Nato-Generalsekretär Jens Stoltenberg zeigte sich trotz des einstweiligen Vetos der Türkei von einer raschen Aufnahme Schwedens und Finnlands in das Militärbündnis überzeugt. "Ich bin zuversichtlich, dass wir zu einer schnellen Entscheidung kommen, Finnland und Schweden in der Nato-Familie willkommen zu heißen", sagte er in Kopenhagen. Der türkische Präsident Recep Tayyip Erdogan unterstrich indes sein Nein gegen die Norderweiterung der Allianz (ETR:ALVG).
G7-Minister vereinbaren Bündnis für Ernährungssicherheit
Wegen des Getreidemangels durch den Krieg vereinbarten die G7-Entwicklungsminister ein Bündnis für globale Ernährungssicherheit. Dieses solle eine Finanzierung und enge Koordination der Maßnahmen zur Ernährungssicherheit gewährleisten. Russland blockiert Schiffslieferungen mit Weizen aus der Ukraine, auf die aber viele Staaten vor allem in Afrika und Asien angewiesen sind. Die deutsche Entwicklungsministerin Svenja Schulze (SPD) sagte: "Es drohen Hungersnöte, weil Putin den Hunger gezielt als Waffe einsetzt."
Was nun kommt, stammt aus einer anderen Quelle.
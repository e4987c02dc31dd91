//! The emitter handle components hold to publish events.

use std::fmt;

use thiserror::Error;

use super::event::BuildEvent;

/// Abstract, cloneable event publisher. Emission is synchronous and
/// non-blocking; a full or disconnected bus surfaces as an error the
/// caller may log and drop.
pub trait EventEmitter: Send + Sync + fmt::Debug {
    fn emit(&self, event: BuildEvent) -> Result<(), EmitterError>;
}

/// Errors that can occur when emitting an event.
#[derive(Debug, Error)]
pub enum EmitterError {
    #[error("event bus disconnected")]
    Disconnected,
}

/// Emitter backed by the bus's flume channel.
#[derive(Debug, Clone)]
pub struct ChannelEmitter {
    pub(super) tx: flume::Sender<BuildEvent>,
}

impl EventEmitter for ChannelEmitter {
    fn emit(&self, event: BuildEvent) -> Result<(), EmitterError> {
        self.tx.send(event).map_err(|_| EmitterError::Disconnected)
    }
}

/// Emitter that drops everything; useful for tests and tools that do
/// not observe events.
#[derive(Debug, Clone, Default)]
pub struct NullEmitter;

impl EventEmitter for NullEmitter {
    fn emit(&self, _event: BuildEvent) -> Result<(), EmitterError> {
        Ok(())
    }
}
UN-Generalsekretär António Guterres forderte den Weltsicherheitsrat in New York dazu auf, mit Maßnahmen gegen bewaffnete Konflikte auch die drastisch gestiegene Zahl der Hungernden zu bekämpfen. Es bestehe ein direkter Zusammenhang zwischen Hunger und Konflikt: Ein Großteil der 140 Millionen Menschen, die im vergangenen Jahr unter Hunger litten, lebten in Krisenländern, sagte er bei einer Sitzung des mächtigsten UN-Gremiums zum Thema Nahrungsmittelknappheit.
Bundeswehr fliegt erneut kriegsverletzte Ukrainer nach Deutschland
Die Bundeswehr flog erneut kriegsverletzte Ukrainer aus Polen zur medizinischen Behandlung nach Deutschland. Dazu startete am Donnerstag das Spezialflugzeug A310 MedEvac in Köln, wie die Luftwaffe auf Twitter (NYSE:TWTR) mitteilte. Bisher seien 111 Patienten über diesen Weg ausgeflogen worden. Der A310 MedEvac ist die fliegende Intensivstation der Luftwaffe. Verletzte werden in der Luft von Sanitätssoldaten weiterbehandelt. Die Patienten wurden diesmal nach Hamburg gebracht.